REQUIREMENT → Please retype the records below exactly, from the first line down to and including the line with "Ok(sources) if sources.is_empty()".

── DATA LISTING ──

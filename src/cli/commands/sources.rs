//! Sources command implementation.

use crate::cli::preflight::{self, Operation};
use crate::cli::Output;
use crate::config::Settings;
use crate::vector_store::{SqliteVectorStore, VectorStore};
use anyhow::Result;

/// List ingested documents.
pub async fn run_sources(settings: Settings) -> Result<()> {
    preflight::check(Operation::Sources, &settings)?;

    let store = SqliteVectorStore::new(&settings.sqlite_path())?;

    match store.list_sources().await {
        Ok(sources) if sources.is_empty() => {
            Output::info("No documents ingested yet. Use 'docent ingest <file>' to add one.");
        }
        Ok(sources) => {
            Output::header(&format!("Ingested Documents ({})", sources.len()));
            println!();

            for source in &sources {
                Output::source_info(&source.source, source.chunk_count, source.ingested_at);
            }

            let total_chunks: u32 = sources.iter().map(|s| s.chunk_count).sum();
            println!();
            Output::kv("Total chunks", &total_chunks.to_string());
        }
        Err(e) => {
            Output::error(&format!("Failed to list documents: {}", e));
            return Err(e.into());
        }
    }

    Ok(())
}
//! Docent - retrieval-augmented chat over your own documents
//!
//! Uploaded text is chunked, embedded and stored. Chat questions are
//! answered from the most similar chunks, in the language they were asked
//! in, with each session's history replayed into the prompt.
//!
//! # Architecture
//!
//! - `config` - Settings and prompt templates
//! - `chunking` - Boundary-aware text chunking
//! - `embedding` - Embedding generation
//! - `vector_store` - Chunk storage and similarity search
//! - `history` - Per-session conversation turns
//! - `llm` - Chat completion backends
//! - `language` - Language detection and translation
//! - `rewrite` - Follow-up question rewriting
//! - `rag` - Context retrieval and the answer pipeline
//! - `ingest` - Document ingestion pipeline
//! - `server` - HTTP endpoints
//!
//! # Example
//!
//! ```rust,no_run
//! use docent::config::Settings;
//! use docent::rag::ChatRequest;
//! use docent::server::AppState;
//!
//! #[tokio::main]
//! async fn main() -> anyhow::Result<()> {
//!     let settings = Settings::load()?;
//!     let state = AppState::from_settings(&settings)?;
//!
//!     state.ingest.ingest("faq.txt", "Autism is a developmental condition.").await?;
//!     let reply = state.chat.answer(ChatRequest::new("What is autism?")).await?;
//!     println!("{} (session {})", reply.answer, reply.session_id);
//!
//!     Ok(())
//! }
//! ```

pub mod capability;
pub mod chunking;
pub mod cli;
pub mod config;
pub mod embedding;
pub mod error;
pub mod history;
pub mod ingest;
pub mod language;
pub mod llm;
pub mod markup;
pub mod openai;
pub mod prompt;
pub mod rag;
pub mod rewrite;
pub mod server;
pub mod session;
pub mod vector_store;

#[cfg(test)]
mod testing;

pub use error::{DocentError, Result};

───

REPLY TO THE TASK →
filename src/cli/commands/sources.rs
//! Sources command implementation.

use crate::cli::preflight::{self, Operation};
use crate::cli::Output;
use crate::config::Settings;
use crate::vector_store::{SqliteVectorStore, VectorStore};
use anyhow::Result;

/// List ingested documents.
pub async fn run_sources(settings: Settings) -> Result<()> {
    preflight::check(Operation::Sources, &settings)?;

    let store = SqliteVectorStore::new(&settings.sqlite_path())?;

    match store.list_sources().await {
        Ok(sources) if sources.is_empty() => {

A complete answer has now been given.